Below are a few of the forum’s most dominant and disruptive trends and insights that communicators should keep in mind as we head into 2017:
Artificial intelligence (AI) begins to disrupt travel.
AI is already being used to tap into traveler information and target consumers more precisely, improving travel experiences by offering more personalized products and services. One recent example of AI becoming reality is Google Trips, a mobile app dedicated to trip planning. Google describes it as a personalized tour guide in your pocket. Aside from organizing your personal travel information, the app helps you to build your personalized itinerary around your interests and schedule. Google Trips will also assemble the most popular attractions and experiences into a packaged tour based on your location, which updates daily, using data from other travelers. We can expect to see more brands activate “smart offerings” like these moving forward.
Human connection remains key to implementing travel technology successfully.

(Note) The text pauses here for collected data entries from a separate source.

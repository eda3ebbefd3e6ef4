use crate::model::assignment::{Assignment, PlayerBreakdown};
use crate::model::player::PlayerCandidate;
use crate::model::roles::ROLE_ORDER;
use crate::pipeline::stage1_role_scores::RoleScoreTable;
use crate::pipeline::stage2_pair_synergy::PairSynergyScorer;
use crate::pipeline::stage3_cost_matrix::{CostMatrix, CostMatrixBuilder};
use crate::pipeline::stage4_assign::Solution;

/// Per-role breakdowns for a solved matrix, in role order.
pub fn lineup_from_solution(
    solution: &Solution,
    matrix: &CostMatrix,
    players: &[PlayerCandidate],
    table: &RoleScoreTable,
    builder: &CostMatrixBuilder<'_>,
) -> Vec<PlayerBreakdown> {
    ROLE_ORDER
        .iter()
        .zip(solution.candidates(matrix))
        .map(|(&role, idx)| builder.breakdown(&players[idx], table, idx, role))
        .collect()
}

/// Adds the ten pairwise synergies to the base lineup and finalizes scores.
pub fn augment(lineup: Vec<PlayerBreakdown>, scorer: &PairSynergyScorer<'_>) -> Assignment {
    let mut pairs = Vec::with_capacity(lineup.len() * lineup.len().saturating_sub(1) / 2);
    for (i, a) in lineup.iter().enumerate() {
        for b in &lineup[i + 1..] {
            pairs.push(scorer.score(&a.player_id, a.role, &b.player_id, b.role));
        }
    }

    let base_score: f64 = lineup.iter().map(|p| p.individual_score).sum();
    let synergy_score: f64 = pairs.iter().map(|p| p.value).sum();

    Assignment {
        players: lineup,
        pairs,
        base_score,
        synergy_score,
        total_score: base_score + synergy_score,
        explanation: String::new(),
    }
}

#[cfg(test)]
#[path = "../../tests/src_inline/pipeline/stage5_augment.rs"]
mod tests;
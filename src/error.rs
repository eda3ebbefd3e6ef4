use thiserror::Error;

use crate::model::roles::ROLE_COUNT;

/// Fatal conditions that abort an optimization call.
#[derive(Debug, Error, PartialEq)]
pub enum EngineError {
    #[error(
        "insufficient candidates: need at least {required} distinct players, got {usable} usable of {supplied} supplied"
    )]
    InsufficientCandidates {
        required: usize,
        supplied: usize,
        usable: usize,
    },
    #[error("invalid configuration: {0}")]
    InvalidConfig(String),
}

impl EngineError {
    pub fn insufficient(supplied: usize, usable: usize) -> Self {
        EngineError::InsufficientCandidates {
            required: ROLE_COUNT,
            supplied,
            usable,
        }
    }
}

pub type EngineResult<T> = Result<T, EngineError>;
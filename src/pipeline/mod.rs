pub mod roster;
pub mod stage1_role_scores;
pub mod stage2_pair_synergy;
pub mod stage3_cost_matrix;
pub mod stage4_assign;
pub mod stage5_augment;
pub mod stage6_alternatives;
pub mod stage7_explain;
pub mod stage8_report;

use std::collections::BTreeSet;

use crate::error::{EngineError, EngineResult};
use crate::model::assignment::{Assignment, OptimizationResult};
use crate::model::flags::{DataQualityWarning, Diagnostics};
use crate::model::player::{MAX_PREFERENCE, MIN_PREFERENCE, PlayerCandidate};
use crate::model::roles::{ROLE_COUNT, ROLE_ORDER};
use crate::model::weights::EngineConfig;
use roster::TeamSolver;
use stage1_role_scores::run_stage1;
use stage2_pair_synergy::{PairSynergyScorer, SynergySource};
use stage3_cost_matrix::{CostMatrixBuilder, ForbiddenSet};
use stage6_alternatives::find_alternatives;
use stage7_explain::explain;

/// Best composition plus ranked alternatives for a candidate pool.
///
/// Pure over its inputs: the same players, source answers and configuration
/// always give the same result.
pub fn optimize(
    players: &[PlayerCandidate],
    source: &dyn SynergySource,
    config: &EngineConfig,
) -> EngineResult<OptimizationResult> {
    config.validate()?;
    let mut diagnostics = Diagnostics::new();

    let pool = usable_candidates(players, &mut diagnostics);
    if pool.len() < ROLE_COUNT {
        return Err(EngineError::insufficient(players.len(), pool.len()));
    }
    tracing::info!(
        "optimizing over {} candidates ({} supplied)",
        pool.len(),
        players.len()
    );

    let table = run_stage1(&pool, config, &mut diagnostics);
    let solver = TeamSolver {
        players: &pool,
        table: &table,
        builder: CostMatrixBuilder::new(config),
        synergy: PairSynergyScorer::new(source, &config.synergy),
        max_exhaustive_pool: config.search.max_exhaustive_pool,
    };
    if !solver.exhaustive() {
        diagnostics.record(DataQualityWarning::LargePoolHeuristic {
            pool_size: pool.len(),
        });
    }

    let best = solver
        .solve(&ForbiddenSet::new())
        .ok_or_else(|| EngineError::insufficient(players.len(), pool.len()))?;
    let alternatives = find_alternatives(&solver, &best, &config.search);
    tracing::info!(
        "best total {:.6}; {} alternative(s)",
        best.total_score,
        alternatives.len()
    );

    for assignment in std::iter::once(&best).chain(&alternatives) {
        audit_pairs(&solver, assignment, &mut diagnostics);
    }
    let warnings = diagnostics.into_vec();

    let explained = |a: Assignment| {
        let text = explain(&a, &warnings);
        a.with_explanation(text)
    };
    let best = explained(best);
    let alternatives = alternatives.into_iter().map(explained).collect();

    Ok(OptimizationResult {
        best,
        alternatives,
        role_scores: table.rows.iter().flatten().cloned().collect(),
        candidates_supplied: players.len(),
        candidates_used: pool.len(),
        warnings,
    })
}

/// Drops blank and repeated ids (first occurrence kept) and orders the pool by
/// id so row order never depends on input order.
fn usable_candidates(players: &[PlayerCandidate], diagnostics: &mut Diagnostics) -> Vec<PlayerCandidate> {
    let mut seen = BTreeSet::new();
    let mut pool = Vec::with_capacity(players.len());
    for player in players {
        let id = player.id.trim();
        if id.is_empty() {
            tracing::warn!("candidate with empty id skipped");
            continue;
        }
        if !seen.insert(id.to_string()) {
            diagnostics.record(DataQualityWarning::DuplicateCandidate {
                player_id: id.to_string(),
            });
            continue;
        }
        for role in ROLE_ORDER {
            if let Some(value) = player.preferences[role.index()] {
                if !(MIN_PREFERENCE..=MAX_PREFERENCE).contains(&value) {
                    diagnostics.record(DataQualityWarning::PreferenceOutOfRange {
                        player_id: id.to_string(),
                        role,
                        value: value as i64,
                    });
                }
            }
        }
        let mut kept = player.clone();
        kept.id = id.to_string();
        pool.push(kept);
    }
    pool.sort_by(|a, b| a.id.cmp(&b.id));
    pool
}

fn audit_pairs(solver: &TeamSolver<'_>, assignment: &Assignment, diagnostics: &mut Diagnostics) {
    let lineup = assignment.lineup();
    for (i, a) in lineup.iter().enumerate() {
        for b in &lineup[i + 1..] {
            if let Some(warning) = solver.synergy.audit(a, b) {
                diagnostics.record(warning);
            }
        }
    }
}

#[cfg(test)]
#[path = "../../tests/src_inline/pipeline/optimize.rs"]
mod tests;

Human connection, and authentic communications, remained at the top of the list of items that achieve guest happiness. While technologies like keyless entry can make your guests’ experiences faster and easier, when technology fails (and it will) you need an empowered and passionate employees and leaders to handle the situation appropriately to ensure the guest is satisfied. At the same time, we can expect to see more social travel planning tools, allowing groups to build their own connections at the unofficial start of the trip, the planning process.
What’s old is new again – the tour becomes an experience.
Some travel offerings that have been around for some time, such as personalized or packaged tours, are taking on a new life due to technology. Multiple companies, both established and start-ups, are using technology to create guided tours that play into travelers’ desire for genuine experiences. This includes personalized options based on your preferences to do things like meet local farmers, take a cooking class, learn a local dance style, make olive oil, or even have a local as your escort around town. Airbnb’s recent launch of the World of Trips, a way to book unique experiences with locals in cities across the world, is a prime example of this emerging trend.
Technology will continue to personalize travel.
New tools and apps are being launched that allow for differentiated experiences previously not available to everyone. The airline industry is a prime example of an industry rapidly going from a commoditized product to a highly differentiated one, with airlines focusing on food and wine offerings, design elements, service, and more. Platforms such as Routehappy allow airline booking comparison options similar to how we currently view hotel rooms, allowing users to compare offerings such as the airport lounge, type of plane, onflight amenities, legroom, and more.
Beyond these innovations, there are clear signs of the rising cool factor of travel in everyday culture. From celebrity chefs like Anthony Bourdain, who travel the world connecting food with cultural influences and history, to the celeb status of travel influencers who appear on national morning shows and in major brand advertisements.
Millennials are also having a positive impact on the prospects for the future of travel. Key desires of this group, like having new experiences when traveling, align perfectly with how the industry is transforming. In fact, according to the recently published “Millennial Brief on Travel & Lodging” from FutureCast, they currently spend more than $200 billion annually on travel.
We have great expectations for the travel industry in 2017… is your brand ready?